銀河パラダイス

 オリジナルのケモノ耳の少年を描いた、MACHOのラフ画を中心に、ミィ~ネの駄文も

凝固できない荷物

2011年05月01日 09時21分19秒 | 短文
 俺の名は、ツルギ=クサナギ。忘れられた街で、配達人をやっている。
依頼を受ければ、どんな物でも届け先へ、無事に運ぶ。だが、難しいのもある。

過去、現在、未来という時間の系列から外れた世界。ここは、普通の法則とは違う。
その特異な法則を知らなければ、指定された時間と場所に配送するなんて、できない。
しかし、あれを運ぶのは、至難の業である。

…それは、夢だった。曖昧な依頼人の依頼。それだけでも厄介だ。
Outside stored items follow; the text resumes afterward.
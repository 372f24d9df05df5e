// std
use std::sync::atomic::{AtomicU64, Ordering};

/// Thread-safe counters for refresh exchanges and cache reuse.
#[derive(Debug, Default)]
pub struct ExchangeMetrics {
	attempts: AtomicU64,
	success: AtomicU64,
	failure: AtomicU64,
	cache_hits: AtomicU64,
}
impl ExchangeMetrics {
	/// Returns the number of exchanges sent to the token endpoint.
	pub fn attempts(&self) -> u64 {
		self.attempts.load(Ordering::Relaxed)
	}

	/// Returns the number of exchanges that produced a usable token set.
	pub fn successes(&self) -> u64 {
		self.success.load(Ordering::Relaxed)
	}

	/// Returns the number of failed exchanges.
	pub fn failures(&self) -> u64 {
		self.failure.load(Ordering::Relaxed)
	}

	/// Returns the number of accessor calls answered from the cache.
	pub fn cache_hits(&self) -> u64 {
		self.cache_hits.load(Ordering::Relaxed)
	}

	pub(crate) fn record_attempt(&self) {
		self.attempts.fetch_add(1, Ordering::Relaxed);
	}

	pub(crate) fn record_success(&self) {
		self.success.fetch_add(1, Ordering::Relaxed);
	}

	pub(crate) fn record_failure(&self) {
		self.failure.fetch_add(1, Ordering::Relaxed);
	}

	pub(crate) fn record_cache_hit(&self) {
		self.cache_hits.fetch_add(1, Ordering::Relaxed);
	}
}
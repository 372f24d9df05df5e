//! Auth-domain scope sets, redacted secrets, and token models.

pub mod scope;
pub mod secret;
pub mod token;

pub use scope::*;
pub use secret::*;
pub use token::*;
真剣に言うのだ。
”忘却された夢”を自分でも知らない誰かへと、だと? 一度は断ろうとしたさ。

 「声が聞こえるのです。けれども、その声が誰かは、知りません」

変に真剣に思えるかもしれない。でも、誰も俺に依頼する奴は、本気なのさ。
俺に頼むだけでも、稀に偶然、たまたま、巡り会わせが悪い悪運が必要だからな。

 「酷く困ってるようで、毎晩、声が少しずつ元気がなくなってるのです」

最期の悪運だが、この依頼人は、声でノイローゼになって、衰弱死をしたのだ。
ほんの少し前、俺は、心霊スポットへ配達した帰りに、この自縛霊に呼び止められた。
面倒な、依頼人は、たいてい、面倒な依頼をする。

 「ただ一つ、あります」

手掛かりは、ヒカリ。自縛霊は、さっき、消えた。霊を一瞬で消滅させる、光。

 「私はもうすぐ消えます。ホラ、半分、消えかけてます。これが、多分…」

 本当に霧のように、気配すらない。この手に残る痺れ、体温が急激に下げられた
さっきの依頼人が握手を求めて、したら、この有様……がなければ、白昼夢だな。

呻く人間の声。さっきの、人間が生きていた頃の記憶ではない、時代との接点

 「また、声がする」

  「ヒカリってなんだ?」

 「………」

悪夢みたいな光景だった。人も周りの景色も融けて、グニャグニャになった。

 「それは、現実だよ。ありのままのね」

その世界は、とうの昔に滅んでいた。闇がずっと、続いている。
人間たちには、それが耐えられなかった。だから、彼らは平凡な昔の世界を
いつも、常日頃から頭に思い描いていたのだ。